En conclusión, nuestra sociedad pierde todos los años un promedio cercano a los 400 ciudadanos, la mayoría en edades productivas, por causas que pudieron y debieron evitarse. Y no nos confiemos porque el año pasado mostramos una clara disminución en los índices de muertes, lesiones y discapacidad por falta de seguridad vial. Una vez que controlemos la epidemia de COVID-19, es de suponer que los ciudadanos retomarán las calles con la misma irresponsabilidad y falta de consideración de siempre. No hemos sido capaces de controlar y disminuir el número de heridos y fallecidos por accidentes, con su secuela de sufrimientos y pérdidas emocionales, sociales y financieras para las familias afectadas y el país.

En ese contexto, Gobierno y sociedad tenemos que comprometernos con revertir esta tendencia. Comencemos por nosotros mismos, recuperando los valores cívicos y morales, tomemos conciencia de los factores de riesgo, cumplamos con las leyes y normativas de tránsito, y seamos responsables, cuidándonos y protegiendo la vida de los demás conductores y peatones.

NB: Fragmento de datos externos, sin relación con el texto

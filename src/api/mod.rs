// ==========================================
// 物流决策支持引擎 - API 层
// ==========================================
// 职责: 提供业务 API 接口,供命令行调用
// ==========================================

pub mod error;
pub mod logistics_api;

// 重导出核心类型
pub use error::{ApiError, ApiResult};
pub use logistics_api::{DispatchReport, InventoryReport, LogisticsApi, ProfitReport};
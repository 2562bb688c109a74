// ==========================================
// 物流决策支持引擎 - 承运商利润分析与切换模拟引擎
// ==========================================
// 红线: 最优/最差承运商平局时取首次出现者（按输入顺序聚合）
// 红线: 切换模拟只是 what-if 推演,不修改任何记录
// ==========================================
// 职责: 按路线聚合承运商统计 + 识别最优/最差 + 切换收益推演
// 输入: 订单联表视图（JoinedOrderView）+ 路线标签
// 输出: CarrierAnalysis / SwitchProjection
// ==========================================

mod core;


pub use core::{CarrierAnalysisOutcome, ProfitabilityEngine, SwitchOutcome};
// ==========================================
// 物流决策支持引擎 - 配置层
// ==========================================
// 职责: 运行配置管理（数据目录 / 日志 / 默认参数）
//       固定业务口径常量（policy）
// 存储: JSON 配置文件
// ==========================================

pub mod config_manager;
pub mod policy;

// 重导出核心配置管理器
pub use config_manager::{
    config_keys, ConfigError, ConfigManager, ConfigResult, DatasetFileNames, DATA_DIR_ENV,
};
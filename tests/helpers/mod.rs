// ==========================================
// 集成测试共享辅助模块
// ==========================================

#![allow(dead_code)]

pub mod test_data_builder;
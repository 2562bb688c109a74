// ==========================================
// 物流决策支持引擎 - 车辆领域模型
// ==========================================
// 职责: 车队车辆 / 单车评分 / 路线作用域排名
// 红线: 评分归一化基数只在一次路线查询内有效,不可跨查询比较
// ==========================================

use crate::domain::types::{RankLabel, VehicleStatus};
use serde::{Deserialize, Serialize};

// ==========================================
// Vehicle - 车辆
// ==========================================
#[derive(Debug, Clone, PartialEq, Serialize, Deserialize)]
pub struct Vehicle {
    pub vehicle_id: String,
    pub vehicle_type: String,
    pub capacity_kg: f64,
    pub fuel_efficiency_km_per_l: f64, // 每升燃油可行驶公里数
    pub co2_emissions_kg_per_km: f64,  // 每公里排放（kg）
    pub age_years: f64,
    pub status: VehicleStatus,
    pub current_location: String,
}

// ==========================================
// VehicleScore - 单车评分（越低越好）
// ==========================================
#[derive(Debug, Clone, PartialEq, Serialize, Deserialize)]
pub struct VehicleScore {
    pub vehicle_id: String,
    pub vehicle_type: String,
    pub fuel_cost: f64,
    pub emissions_kg: f64,
    pub age_score: f64, // clamp(10 - age_years, 0, 10)
    pub composite_score: f64,
}

// ==========================================
// RankedVehicle - 带等级的推荐车辆
// ==========================================
#[derive(Debug, Clone, PartialEq, Serialize, Deserialize)]
pub struct RankedVehicle {
    pub rank: RankLabel,
    pub score: VehicleScore,
}

// ==========================================
// ScoreNormalization - 本次查询的归一化基数
// ==========================================
#[derive(Debug, Clone, Copy, PartialEq, Serialize, Deserialize)]
pub struct ScoreNormalization {
    pub max_fuel_cost: f64,
    pub max_emissions_kg: f64,
}

// ==========================================
// RouteScopedRanking - 单次路线查询的车辆排名
// ==========================================
// 值对象: 绑定 route + distance + 归一化基数
#[derive(Debug, Clone, PartialEq, Serialize, Deserialize)]
pub struct RouteScopedRanking {
    pub route: String,
    pub distance_km: f64,
    pub candidate_count: usize, // 参与评分的可用车辆数
    pub normalization: ScoreNormalization,
    pub recommendations: Vec<RankedVehicle>, // 至多 3 条
}

impl RouteScopedRanking {
    pub fn best(&self) -> Option<&RankedVehicle> {
        self.recommendations.first()
    }
}
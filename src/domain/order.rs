// ==========================================
// 物流决策支持引擎 - 订单领域模型
// ==========================================
// 职责: 订单 / 成本明细 / 交付表现 + 派生财务指标
// 红线: 源记录加载后不可变,派生指标每次调用重新计算
// ==========================================

use crate::domain::types::MarginPercent;
use serde::{Deserialize, Serialize};

// ==========================================
// Order - 订单（一行一票货）
// ==========================================
#[derive(Debug, Clone, PartialEq, Serialize, Deserialize)]
pub struct Order {
    pub order_id: String,         // 订单号（关联键）
    pub origin: String,           // 发货地
    pub destination: String,      // 目的地
    pub product_category: String, // 品类
    pub order_value: f64,         // 申报价值（INR）
}

// ==========================================
// CostRecord - 成本明细（与订单一对一）
// ==========================================
#[derive(Debug, Clone, PartialEq, Serialize, Deserialize)]
pub struct CostRecord {
    pub order_id: String,

    // ===== 七项成本 =====
    pub fuel_cost: f64,
    pub labor_cost: f64,
    pub vehicle_maintenance: f64,
    pub insurance: f64,
    pub packaging_cost: f64,
    pub technology_platform_fee: f64,
    pub other_overhead: f64,
}

impl CostRecord {
    /// 七项成本合计
    pub fn total(&self) -> f64 {
        self.fuel_cost
            + self.labor_cost
            + self.vehicle_maintenance
            + self.insurance
            + self.packaging_cost
            + self.technology_platform_fee
            + self.other_overhead
    }
}

// ==========================================
// DeliveryPerformance - 交付表现（与订单一对一）
// ==========================================
#[derive(Debug, Clone, PartialEq, Serialize, Deserialize)]
pub struct DeliveryPerformance {
    pub order_id: String,
    pub carrier: String,           // 承运商
    pub actual_delivery_days: f64, // 实际交付时长（天）
    pub delivery_status: String,   // 交付状态（On-Time / Delayed / ...）
}

// ==========================================
// OrderMetrics - 订单财务指标（派生）
// ==========================================
// 不变式: net_profit + total_cost == order_value
#[derive(Debug, Clone, Copy, PartialEq, Serialize, Deserialize)]
pub struct OrderMetrics {
    pub total_cost: f64,
    pub net_profit: f64,
    pub margin: MarginPercent,
}

// ==========================================
// JoinedOrder - 订单联表视图（一行）
// ==========================================
#[derive(Debug, Clone, PartialEq, Serialize, Deserialize)]
pub struct JoinedOrder {
    pub order_id: String,
    pub origin: String,
    pub destination: String,
    pub product_category: String,
    pub order_value: f64,
    pub carrier: String,
    pub actual_delivery_days: f64,
    pub delivery_status: String,
    pub route: String, // 订单级路线标签（"Origin-Destination"）
    pub metrics: OrderMetrics,
}

// ==========================================
// JoinedOrderView - 订单联表视图
// ==========================================
// 顺序: 与订单输入顺序一致
#[derive(Debug, Clone, Default, PartialEq, Serialize, Deserialize)]
pub struct JoinedOrderView {
    pub orders: Vec<JoinedOrder>,
}

impl JoinedOrderView {
    pub fn len(&self) -> usize {
        self.orders.len()
    }

    pub fn is_empty(&self) -> bool {
        self.orders.is_empty()
    }

    /// 按路线标签过滤
    pub fn for_route<'a>(&'a self, route: &'a str) -> impl Iterator<Item = &'a JoinedOrder> + 'a {
        self.orders.iter().filter(move |o| o.route == route)
    }
}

Por su parte el Gobierno debe fortalecer el desarrollo de una política real de prevención vial y aplicar de forma efectiva las intervenciones que quedaron pendientes en nuestro Plan Nacional para el Decenio de Acción para la Seguridad Vial 2011–2020; así como las que proponga el nuevo Plan Nacional de Seguridad Vial, esta vez para el decenio comprendido entre el 2021 y el 2030; cumpliendo con el compromiso de reducir en un 50 % las muertes y traumatismos causados por los accidentes de tránsito al terminar el ciclo.

En ese sentido, la prioridad debe ser salvaguardar la integridad física y psico-emocional de todos los usuarios de las vías públicas, promoviendo iniciativas multisectoriales -públicas, privadas y de la sociedad civil- para proporcionar el acceso a sistemas de transporte seguros, asequibles, accesibles y sostenibles para todos y mejorar la seguridad vial, en particular mediante la ampliación del transporte público, prestando especial atención a las necesidades de las personas en situación de vulnerabilidad: mujeres, niños, personas con discapacidad y la tercera edad.

Al final, no obstante el compromiso escrito, las leyes y reglamentos; cuidar la vida en las carreteras siendo un asunto de todos. La mayoría de los accidentes tiene como denominador común la falta de responsabilidad y consideración por parte de los conductores, el descuido de los peatones, y, la no menos importante, ausencia o indiferencia de la policía de tránsito. Y para comprobarlo, solo intente cruzar cualquier avenida, cualquier día a las seis de la tarde o trate de llegar sano y salvo al interior de nuestro país en esta semana. Nos toca a los ciudadanos cumplir con nuestra parte y cuidar de nuestras vidas y las de los demás.

¡Cumple con tu parte, panameño!

Médico, exrepresentante de la Organización Mundial de la Salud (OMS).